Together with the Three-Self Patriotic Movement, the organizations are known as the lianghui (两会), or "two organizations." Through the CCC, the registered Protestant church participates in the World Council of Churches. The CCC serves to unite and provide services for churches in China by formulating Church Order, encouraging theological education through seminaries and Bible schools, such as Nanjing Union Theological Seminary, publishing Bibles and other Christian materials, and coordinating training programs for churches.

In the recent 30 years, Christianity in China has developed rapidly. It introduces the best developing period in Chinese Christian history. Incomplete statistics indicate that there may be over 23 million Christians throughout the country, 30 times more than in 1949. There may also be over 56,000 churches and meeting points, 70 percent of which are newly built. More than 55 million copies of the Bible have been printed, 3,500,000 copies per year in recent years. There are a total of 21 theological seminaries with more than 1900 students in China.

The CCC/TSPM headquarters are No. 219, Jiujiang Road, Huangpu District, Shanghai (Postcode: 200002). The organizations jointly publish the Tian Feng magazine.

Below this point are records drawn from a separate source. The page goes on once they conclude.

use std::future::Future;
use std::time::Duration;

use async_trait::async_trait;
use tokio::time::timeout;

use crate::error::ProbeError;
use crate::monitoring::types::QueryStat;
use crate::registry::Endpoint;

/// Identity reported by the server for one session
#[derive(Debug, Clone, PartialEq, Eq)]
pub struct ServerIdentity {
    /// Backend process id serving the session
    pub backend_id: i32,
    pub server_version: String,
    /// Address and database the session ended up on
    pub server_identity: String,
}

#[derive(Debug, Clone, Copy, PartialEq, Eq)]
pub struct ConnectionCounts {
    pub active: i64,
    pub idle: i64,
    pub total: i64,
}

#[derive(Debug, Clone, PartialEq, Eq)]
pub struct DatabaseSize {
    pub bytes: i64,
    pub pretty: String,
}

/// Opens sessions against database endpoints
///
/// Implementations must not share sessions between calls; every returned
/// session is owned by exactly one probe.
#[async_trait]
pub trait Connector: Send + Sync {
    async fn connect(&self, endpoint: &Endpoint, timeout: Duration) -> Result<Box<dyn Session>, ProbeError>;
}

/// One open connection
///
/// Dropping a session releases the connection. `close` additionally waits
/// for a graceful shutdown and should be preferred on normal exit paths.
#[async_trait]
pub trait Session: Send {
    async fn identity(&mut self) -> Result<ServerIdentity, ProbeError>;

    /// Cheapest possible round-trip (`SELECT 1`)
    async fn round_trip(&mut self) -> Result<(), ProbeError>;

    /// Buffer cache hit percentage; `None` when the server has no block stats yet
    async fn cache_hit_ratio(&mut self) -> Result<Option<f64>, ProbeError>;

    async fn connection_counts(&mut self) -> Result<ConnectionCounts, ProbeError>;

    async fn database_size(&mut self) -> Result<DatabaseSize, ProbeError>;

    /// Most expensive statements from the statement statistics extension
    async fn top_queries(&mut self, limit: u32) -> Result<Vec<QueryStat>, ProbeError>;

    async fn close(self: Box<Self>);
}

/// Run `fut`, turning expiry of `limit` into a classified timeout error
pub async fn within<T, F>(limit: Duration, what: &str, fut: F) -> Result<T, ProbeError>
where
    F: Future<Output = Result<T, ProbeError>>,
{
    match timeout(limit, fut).await {
        Ok(result) => result,
        Err(_) => Err(ProbeError::timeout(format!("{what} timed out after {}ms", limit.as_millis()))),
    }
}

#[cfg(test)]
mod tests {
    use super::*;
    use crate::error::ErrorKind;

    #[tokio::test]
    async fn test_within_passes_through() {
        let value = within(Duration::from_secs(1), "noop", async { Ok::<_, ProbeError>(7) }).await;
        assert_eq!(value, Ok(7));
    }

    #[tokio::test]
    async fn test_within_classifies_expiry() {
        let result: Result<(), ProbeError> = within(Duration::from_millis(20), "connect", async {
            tokio::time::sleep(Duration::from_secs(5)).await;
            Ok(())
        })
        .await;

        let err = result.unwrap_err();
        assert_eq!(err.kind, ErrorKind::Timeout);
        assert_eq!(err.message, "connect timed out after 20ms");
    }
}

In 2018, during a series of institutional reforms, the National Religious Affairs Administration was merged into the United Front Work Department of the Central Committee of the Chinese Communist Party.

== Statistics ==

The number of members of churches affiliated with the Chinese Christian Council has grown significantly since its founding:

- In 1980, the CCC represented approximately 3 million faithful.

- In 2000, it was estimated that there were about 15 million members.

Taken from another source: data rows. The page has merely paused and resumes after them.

use std::sync::Arc;
use std::time::{Duration, Instant};

use rust_decimal::Decimal;
use tokio::sync::Barrier;
use tokio::task::JoinSet;
use tracing::{info, warn};

use super::checker::{Connector, within};
use super::stats::{duration_ms, summarize, throughput};
use super::types::{LoadStats, ProbeKind, ProbePayload, ProbeResult};
use crate::error::ProbeError;
use crate::registry::{Endpoint, Region};

/// Burst of simultaneous connect + query units against one endpoint
pub struct LoadTester {
    connector: Arc<dyn Connector>,
}

impl LoadTester {
    pub fn new(connector: Arc<dyn Connector>) -> Self {
        Self { connector }
    }

    /// Spawn `concurrency` units released together by a barrier.
    ///
    /// Failed or panicked units are counted; the run only fails when no unit
    /// succeeds. Dropping the returned future aborts every unit still running.
    pub async fn run(&self, region: &Region, concurrency: u32, timeout: Duration) -> ProbeResult {
        if concurrency == 0 {
            return ProbeResult::failed(
                &region.id,
                ProbeKind::Load,
                ProbeError::unknown("concurrency must be at least 1"),
            );
        }

        let barrier = Arc::new(Barrier::new(concurrency as usize + 1));
        let mut units = JoinSet::new();
        for _ in 0..concurrency {
            let connector = self.connector.clone();
            let endpoint = region.endpoint.clone();
            let barrier = barrier.clone();
            units.spawn(async move {
                barrier.wait().await;
                unit(connector.as_ref(), &endpoint, timeout).await
            });
        }

        barrier.wait().await;
        let started = Instant::now();
        let mut samples: Vec<Decimal> = Vec::with_capacity(concurrency as usize);
        let mut first_error: Option<ProbeError> = None;
        while let Some(outcome) = units.join_next().await {
            let outcome = outcome.unwrap_or_else(|e| Err(ProbeError::unknown(format!("load unit panicked: {e}"))));
            match outcome {
                Ok(sample) => samples.push(sample),
                Err(e) => {
                    first_error.get_or_insert(e);
                }
            }
        }
        let wall = started.elapsed();

        let failed_units = concurrency - samples.len() as u32;
        let Some(summary) = summarize(&samples) else {
            let cause = first_error.unwrap_or_else(|| ProbeError::unknown("no load unit completed"));
            warn!(region = %region.id, concurrency, "All load units failed: {}", cause);
            let failure = ProbeError::new(
                cause.kind,
                format!("all {concurrency} load units failed: {}", cause.message),
            );
            return ProbeResult::failed(&region.id, ProbeKind::Load, failure);
        };

        let stats = LoadStats {
            concurrency,
            failed_units,
            min_ms: summary.min,
            max_ms: summary.max,
            avg_ms: summary.avg,
            wall_time_ms: duration_ms(wall),
            throughput_per_sec: throughput(samples.len() as u32, wall),
        };

        if stats.is_degraded() {
            warn!(
                region = %region.id,
                concurrency,
                failed_units,
                "Load test completed with failed units"
            );
        } else {
            info!(
                region = %region.id,
                concurrency,
                throughput = %stats.throughput_per_sec,
                "Load test completed"
            );
        }
        ProbeResult::succeeded(&region.id, ProbePayload::Load(stats))
    }
}

async fn unit(connector: &dyn Connector, endpoint: &Endpoint, timeout: Duration) -> Result<Decimal, ProbeError> {
    let started = Instant::now();
    within(timeout, "load unit", async {
        let mut session = connector.connect(endpoint, timeout).await?;
        session.round_trip().await
    })
    .await?;
    Ok(duration_ms(started.elapsed()))
}

#[cfg(test)]
mod tests {
    use rust_decimal_macros::dec;

    use super::*;
    use crate::error::ErrorKind;
    use crate::monitoring::testing::{FakeBehavior, FakeConnector, fake_region};

    #[tokio::test]
    async fn test_all_units_succeed() {
        let connector = Arc::new(FakeConnector::new());
        let tester = LoadTester::new(connector.clone());

        let result = tester.run(&fake_region("eu-west"), 10, Duration::from_secs(1)).await;

        let Some(ProbePayload::Load(stats)) = result.payload() else {
            panic!("expected load payload");
        };
        assert_eq!(stats.concurrency, 10);
        assert_eq!(stats.failed_units, 0);
        assert!(stats.min_ms <= stats.avg_ms && stats.avg_ms <= stats.max_ms);
        assert!(stats.throughput_per_sec > Decimal::ZERO);
        assert_eq!(connector.connects(), 10);
        assert_eq!(connector.open_sessions(), 0);
    }

    #[tokio::test]
    async fn test_partial_failure_is_degraded_success() {
        let behavior = FakeBehavior::healthy().failing_attempts([0, 1, 2]);
        let connector = Arc::new(FakeConnector::new().with("us-east", behavior));
        let tester = LoadTester::new(connector);

        let result = tester.run(&fake_region("us-east"), 8, Duration::from_secs(1)).await;

        let Some(ProbePayload::Load(stats)) = result.payload() else {
            panic!("expected load payload");
        };
        assert_eq!(stats.failed_units, 3);
        assert_eq!(stats.successful_units(), 5);
        assert!(stats.is_degraded());
        assert!(stats.throughput_per_sec > Decimal::ZERO);
    }

    #[tokio::test]
    async fn test_throughput_uses_successful_units_over_wall_time() {
        let behavior = FakeBehavior::healthy().failing_attempts([0, 1]).query_delay(Duration::from_millis(50));
        let connector = Arc::new(FakeConnector::new().with("eu-west", behavior));
        let tester = LoadTester::new(connector);

        let result = tester.run(&fake_region("eu-west"), 6, Duration::from_secs(1)).await;

        let Some(ProbePayload::Load(stats)) = result.payload() else {
            panic!("expected load payload");
        };
        assert_eq!(stats.failed_units, 2);
        assert_eq!(stats.successful_units(), 4);
        assert!(stats.wall_time_ms >= dec!(50));
        let expected = Decimal::from(stats.successful_units()) * dec!(1000) / stats.wall_time_ms;
        let drift = (stats.throughput_per_sec - expected).abs();
        assert!(drift <= dec!(0.05), "throughput {} vs expected {expected}", stats.throughput_per_sec);
    }

    #[tokio::test]
    async fn test_panicking_unit_is_counted() {
        let behavior = FakeBehavior::healthy().panic_on_attempt(0);
        let connector = Arc::new(FakeConnector::new().with("eu-west", behavior));
        let tester = LoadTester::new(connector);

        let result = tester.run(&fake_region("eu-west"), 4, Duration::from_secs(1)).await;

        let Some(ProbePayload::Load(stats)) = result.payload() else {
            panic!("expected load payload");
        };
        assert_eq!(stats.failed_units, 1);
    }

    #[tokio::test]
    async fn test_every_unit_failing_fails_the_run() {
        let connector =
            Arc::new(FakeConnector::new().with("asia-pacific", FakeBehavior::refusing(ErrorKind::NetworkUnreachable)));
        let tester = LoadTester::new(connector);

        let result = tester.run(&fake_region("asia-pacific"), 5, Duration::from_secs(1)).await;

        assert!(!result.success());
        assert_eq!(result.error_kind(), Some(ErrorKind::NetworkUnreachable));
        assert!(result.error_message().unwrap().starts_with("all 5 load units failed"));
    }

    #[tokio::test]
    async fn test_hanging_units_time_out() {
        let behavior = FakeBehavior::healthy().hang_queries();
        let connector = Arc::new(FakeConnector::new().with("asia-pacific", behavior));
        let tester = LoadTester::new(connector.clone());

        let started = Instant::now();
        let result = tester.run(&fake_region("asia-pacific"), 3, Duration::from_millis(50)).await;

        assert!(started.elapsed() < Duration::from_secs(2));
        assert_eq!(result.error_kind(), Some(ErrorKind::Timeout));
        assert_eq!(connector.open_sessions(), 0);
    }
}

- In 2010, the number of affiliated Protestants exceeded 23 million, as reported by independent researchers.

- In 2018, according to the State Council Information Office, there were approximately 38 million registered members.

This growth is attributed to greater relative religious freedom following Deng Xiaoping's reforms, urbanization, and a growing search for spiritual meaning among the Chinese.

== Leadership ==
The current leadership were elected at the tenth National Christian Conference held in November 2018.

- President
 Rev. Wu Wei 吴巍

- General Secretary
 Rev. Shan Weixiang 单渭祥

== Ministries ==
- The Ministry of Theological Renewal
- Publication Ministry
- Theological Education and Training Ministry
- Social Service Ministry
- Overseas Exchange Ministry

== Departments ==
- Overseas Relations Department
- Training Department
- Publication Department
- Tian Feng Editorial Department
- Social Service Department
- Research Department
- Administration Office

== Ecumenical Relations ==
The Chinese Christian Council maintains relations with several international ecumenical organizations. It is a member of the World Council of Churches and an associate member of the World Communion of Reformed Churches.